Il est important de savoir distinguer une urgence, de connaître son évolution, et faire la liaison avec la gravité.
Déjà, tous les tableaux aigus constituent une urgence, sans pour autant que la cause sous-jacente soit d'une telle gravité pour la vie de la personne; à l'inverse une maladie grave n'est pas forcément une urgence comme le cancer.
Une autre notion à ne pas méconnaitre est que les situations qui paraissent très alarmantes peuvent êtres bénins, alors qu'une urgence vitale peut passer complètement inaperçue, (exemple : un accès migraineux peut être plus douloureux qu’une urgence neurovasculaire).

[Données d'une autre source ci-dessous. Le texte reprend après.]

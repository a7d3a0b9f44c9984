use std::path::{Path, PathBuf};

/// On-disk layout of one shard:
/// `shard-<id>/vectors.bin`, `shard-<id>/index/`, `shard-<id>/docmap.json`.
#[derive(Debug, Clone)]
pub struct ShardLayout {
    pub dir: PathBuf,
}

impl ShardLayout {
    /// Layout of shard `shard_id` under an ingestion base directory.
    pub fn under(base_dir: &Path, shard_id: usize) -> Self {
        Self { dir: base_dir.join(format!("shard-{shard_id}")) }
    }

    /// Layout rooted directly at a shard directory (as served by a shard node).
    pub fn at(dir: impl Into<PathBuf>) -> Self {
        Self { dir: dir.into() }
    }

    pub fn vectors_path(&self) -> PathBuf { self.dir.join("vectors.bin") }
    pub fn index_dir(&self) -> PathBuf { self.dir.join("index") }
    pub fn docmap_path(&self) -> PathBuf { self.dir.join("docmap.json") }
}
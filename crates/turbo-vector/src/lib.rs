//! turbo-vector
//!
//! Per-shard vector storage. `VectorStore` is a pre-sized, memory-mapped file
//! of fixed-width slots (one little-endian f32 array per local doc id) and
//! `DocMap` ties those local ids back to global document ids.

pub mod docmap;
pub mod store;

pub use docmap::DocMap;
pub use store::VectorStore;
//! Lightweight configuration loader and path helpers.
//!
//! Uses Figment to merge `config.toml` + `config.<env>.toml` + `APP_*` env vars
//! (`APP_SHARD__ID` maps to `shard.id`), and expands `~` and `${VAR}` in
//! path values.

use figment::{
    providers::{Env, Format, Toml},
    Figment,
};
use serde::{Deserialize, Serialize};
use std::env;
use std::path::PathBuf;

use crate::error::Error;

pub struct Config {
    figment: Figment,
}

impl Config {
    pub fn load() -> anyhow::Result<Self> {
        let env_name = env::var("RUST_ENV").unwrap_or_else(|_| "dev".to_string());

        let mut figment = Figment::new().merge(Toml::file("config.toml"));
        match env_name.as_str() {
            "dev" | "development" => figment = figment.merge(Toml::file("config.dev.toml")),
            "prod" | "production" => figment = figment.merge(Toml::file("config.prod.toml")),
            "test" | "testing" => figment = figment.merge(Toml::file("config.test.toml")),
            _ => {}
        }
        figment = figment.merge(Env::prefixed("APP_").split("__"));

        Ok(Self { figment })
    }

    pub fn from_figment(figment: Figment) -> Self {
        Self { figment }
    }

    pub fn get<T>(&self, key: &str) -> anyhow::Result<T>
    where
        T: serde::de::DeserializeOwned,
    {
        self.figment
            .extract_inner(key)
            .map_err(|e| anyhow::anyhow!("Failed to get '{}': {}", key, e))
    }

    /// Extract the typed settings tree. Missing keys fall back to defaults.
    pub fn settings(&self) -> anyhow::Result<Settings> {
        let settings: Settings = self
            .figment
            .extract()
            .map_err(|e| anyhow::anyhow!("Failed to extract settings: {}", e))?;
        settings.validate()?;
        Ok(settings)
    }
}

#[derive(Debug, Clone, Default, Serialize, Deserialize)]
#[serde(default)]
pub struct Settings {
    pub ingest: IngestSettings,
    pub embedding: EmbeddingSettings,
    pub shard: ShardSettings,
    pub gateway: GatewaySettings,
}

#[derive(Debug, Clone, Serialize, Deserialize)]
#[serde(default)]
pub struct IngestSettings {
    pub input_path: String,
    pub data_dir: String,
    pub num_shards: usize,
    pub vnodes_per_shard: usize,
    pub num_workers: usize,
    pub queue_capacity: usize,
    pub batch_size: usize,
    pub max_docs_per_shard: u32,
    pub embed_retries: u32,
    pub embed_retry_backoff_ms: u64,
}

impl Default for IngestSettings {
    fn default() -> Self {
        Self {
            input_path: "wiki_120k.json".to_string(),
            data_dir: "data".to_string(),
            num_shards: 4,
            vnodes_per_shard: 128,
            num_workers: 4,
            queue_capacity: 1000,
            batch_size: 100,
            max_docs_per_shard: 70_000,
            embed_retries: 2,
            embed_retry_backoff_ms: 250,
        }
    }
}

#[derive(Debug, Clone, Serialize, Deserialize)]
#[serde(default)]
pub struct EmbeddingSettings {
    pub url: String,
    pub model: String,
    pub dimension: usize,
    pub timeout_secs: u64,
    /// Use the deterministic token-hashing embedder instead of the HTTP service.
    pub fake: bool,
}

impl Default for EmbeddingSettings {
    fn default() -> Self {
        Self {
            url: "http://ollama:11434/api/embeddings".to_string(),
            model: "all-minilm".to_string(),
            dimension: 384,
            timeout_secs: 60,
            fake: false,
        }
    }
}

#[derive(Debug, Clone, Serialize, Deserialize)]
#[serde(default)]
pub struct ShardSettings {
    pub id: u32,
    pub port: u16,
    pub data_dir: String,
    pub rerank_window: usize,
    pub default_top_k: usize,
    /// Upper bound on a request's `top_k`.
    pub max_top_k: usize,
    pub lexical_weight: f64,
}

impl Default for ShardSettings {
    fn default() -> Self {
        Self {
            id: 0,
            port: 8080,
            data_dir: "/data".to_string(),
            rerank_window: 100,
            default_top_k: 10,
            max_top_k: 1000,
            lexical_weight: 0.7,
        }
    }
}

#[derive(Debug, Clone, Serialize, Deserialize)]
#[serde(default)]
pub struct GatewaySettings {
    pub port: u16,
    pub shards: Vec<String>,
    pub timeout_ms: u64,
    pub default_top_k: usize,
    pub max_top_k: usize,
}

impl Default for GatewaySettings {
    fn default() -> Self {
        Self {
            port: 8080,
            shards: (0..4).map(|i| format!("http://shard{i}:8080")).collect(),
            timeout_ms: 2000,
            default_top_k: 10,
            max_top_k: 1000,
        }
    }
}

impl Settings {
    pub fn validate(&self) -> crate::error::Result<()> {
        let ingest = &self.ingest;
        let checks = [
            (ingest.num_shards == 0, "ingest.num_shards must be > 0"),
            (ingest.vnodes_per_shard == 0, "ingest.vnodes_per_shard must be > 0"),
            (ingest.num_workers == 0, "ingest.num_workers must be > 0"),
            (ingest.queue_capacity == 0, "ingest.queue_capacity must be > 0"),
            (ingest.batch_size == 0, "ingest.batch_size must be > 0"),
            (ingest.max_docs_per_shard == 0, "ingest.max_docs_per_shard must be > 0"),
            (self.embedding.dimension == 0, "embedding.dimension must be > 0"),
            (self.shard.rerank_window == 0, "shard.rerank_window must be > 0"),
            (self.shard.default_top_k == 0, "shard.default_top_k must be > 0"),
            (self.shard.max_top_k < self.shard.default_top_k, "shard.max_top_k must be >= shard.default_top_k"),
            (self.gateway.default_top_k == 0, "gateway.default_top_k must be > 0"),
            (self.gateway.max_top_k < self.gateway.default_top_k, "gateway.max_top_k must be >= gateway.default_top_k"),
            (
                !(0.0..=1.0).contains(&self.shard.lexical_weight),
                "shard.lexical_weight must be within [0, 1]",
            ),
        ];
        match checks.iter().find(|(failed, _)| *failed) {
            Some((_, msg)) => Err(Error::InvalidConfig((*msg).to_string())),
            None => Ok(()),
        }
    }
}

/// Expand a user-provided path string:
/// - Expands leading '~' to the user's home directory
/// - Expands ${VAR} and $VAR environment variables
/// - Returns a PathBuf without attempting to canonicalize
pub fn expand_path<S: AsRef<str>>(input: S) -> PathBuf {
    let s = input.as_ref();
    let expanded_env = shellexpand::env(s).unwrap_or(std::borrow::Cow::Borrowed(s));
    let expanded = shellexpand::tilde(&expanded_env);
    PathBuf::from(expanded.as_ref())
}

[Médecine d'urgence, 2013-09-01, Volume 8, Numéro 3, Pages 1-9/ clinicalkey].

La PEC des urgences nécessite des compétences; en plus de la médecine générale; en traumatologie (fractures, luxations ...), en anesthésie (urgences chirurgicales), en psychiatrie (tentative de suicide, de meurtre...), en toxicologie (toxicomanie, les overdoses...).

L'intérêt de la médecine d'urgence n’est autre que de s'interposer entre la pathologie et son évolution rapide vers le décès.